▸ Data for analysis:
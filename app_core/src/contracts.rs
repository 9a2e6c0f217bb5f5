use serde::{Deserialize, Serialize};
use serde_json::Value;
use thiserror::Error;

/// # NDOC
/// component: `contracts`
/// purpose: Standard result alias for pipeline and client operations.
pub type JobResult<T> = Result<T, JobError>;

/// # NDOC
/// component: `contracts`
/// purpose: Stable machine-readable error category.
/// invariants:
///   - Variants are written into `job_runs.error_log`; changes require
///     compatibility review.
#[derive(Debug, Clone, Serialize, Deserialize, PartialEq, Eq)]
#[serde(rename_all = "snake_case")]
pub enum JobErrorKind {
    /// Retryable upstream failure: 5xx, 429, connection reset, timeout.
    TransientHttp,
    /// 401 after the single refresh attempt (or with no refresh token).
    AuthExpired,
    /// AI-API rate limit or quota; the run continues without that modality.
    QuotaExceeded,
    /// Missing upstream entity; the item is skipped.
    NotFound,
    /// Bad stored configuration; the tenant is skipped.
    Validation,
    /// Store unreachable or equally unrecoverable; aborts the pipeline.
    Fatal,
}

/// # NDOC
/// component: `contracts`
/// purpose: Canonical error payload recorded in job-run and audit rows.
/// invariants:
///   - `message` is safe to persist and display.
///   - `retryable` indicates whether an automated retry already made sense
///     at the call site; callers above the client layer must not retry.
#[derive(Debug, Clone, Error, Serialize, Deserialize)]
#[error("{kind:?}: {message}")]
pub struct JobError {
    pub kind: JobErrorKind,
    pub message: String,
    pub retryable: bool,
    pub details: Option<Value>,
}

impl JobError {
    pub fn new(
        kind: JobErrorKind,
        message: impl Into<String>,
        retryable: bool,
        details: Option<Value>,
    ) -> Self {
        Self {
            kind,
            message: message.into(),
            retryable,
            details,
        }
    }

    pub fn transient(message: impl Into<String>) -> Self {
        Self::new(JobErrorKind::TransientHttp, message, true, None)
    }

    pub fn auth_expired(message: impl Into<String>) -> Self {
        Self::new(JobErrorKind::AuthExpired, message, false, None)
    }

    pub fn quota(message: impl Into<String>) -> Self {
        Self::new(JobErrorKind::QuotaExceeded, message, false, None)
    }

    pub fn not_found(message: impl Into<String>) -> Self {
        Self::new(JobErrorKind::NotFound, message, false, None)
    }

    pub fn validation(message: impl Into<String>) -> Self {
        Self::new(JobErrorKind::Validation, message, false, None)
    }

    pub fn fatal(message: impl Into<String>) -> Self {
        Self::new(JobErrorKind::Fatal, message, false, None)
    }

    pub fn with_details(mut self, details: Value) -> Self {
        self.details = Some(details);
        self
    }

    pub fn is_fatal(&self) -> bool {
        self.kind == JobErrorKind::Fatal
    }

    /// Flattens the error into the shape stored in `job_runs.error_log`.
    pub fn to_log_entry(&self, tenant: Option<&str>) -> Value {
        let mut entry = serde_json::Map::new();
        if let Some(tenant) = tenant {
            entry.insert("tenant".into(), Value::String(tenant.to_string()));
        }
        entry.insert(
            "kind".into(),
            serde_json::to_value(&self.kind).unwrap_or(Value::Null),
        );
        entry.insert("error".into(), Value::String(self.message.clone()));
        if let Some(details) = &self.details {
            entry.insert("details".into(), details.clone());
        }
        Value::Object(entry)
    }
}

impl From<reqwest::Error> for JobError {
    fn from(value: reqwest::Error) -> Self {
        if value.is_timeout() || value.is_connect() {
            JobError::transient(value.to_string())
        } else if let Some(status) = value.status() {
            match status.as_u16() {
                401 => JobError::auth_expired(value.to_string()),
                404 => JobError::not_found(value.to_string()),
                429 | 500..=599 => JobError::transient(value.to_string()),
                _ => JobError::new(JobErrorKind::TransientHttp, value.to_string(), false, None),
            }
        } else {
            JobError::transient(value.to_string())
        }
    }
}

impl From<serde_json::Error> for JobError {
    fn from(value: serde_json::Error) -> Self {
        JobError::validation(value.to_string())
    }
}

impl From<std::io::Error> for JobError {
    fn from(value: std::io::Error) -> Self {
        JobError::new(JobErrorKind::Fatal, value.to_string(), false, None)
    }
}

▸ What the exercise asks: Each line that mentions the string "JobErrorKind" must be copied from the listing.

▸ Task result:
pub enum JobErrorKind {
    pub kind: JobErrorKind,
        kind: JobErrorKind,
        Self::new(JobErrorKind::TransientHttp, message, true, None)
        Self::new(JobErrorKind::AuthExpired, message, false, None)
        Self::new(JobErrorKind::QuotaExceeded, message, false, None)
        Self::new(JobErrorKind::NotFound, message, false, None)
        Self::new(JobErrorKind::Validation, message, false, None)
        Self::new(JobErrorKind::Fatal, message, false, None)
        self.kind == JobErrorKind::Fatal
                _ => JobError::new(JobErrorKind::TransientHttp, value.to_string(), false, None),
        JobError::new(JobErrorKind::Fatal, value.to_string(), false, None)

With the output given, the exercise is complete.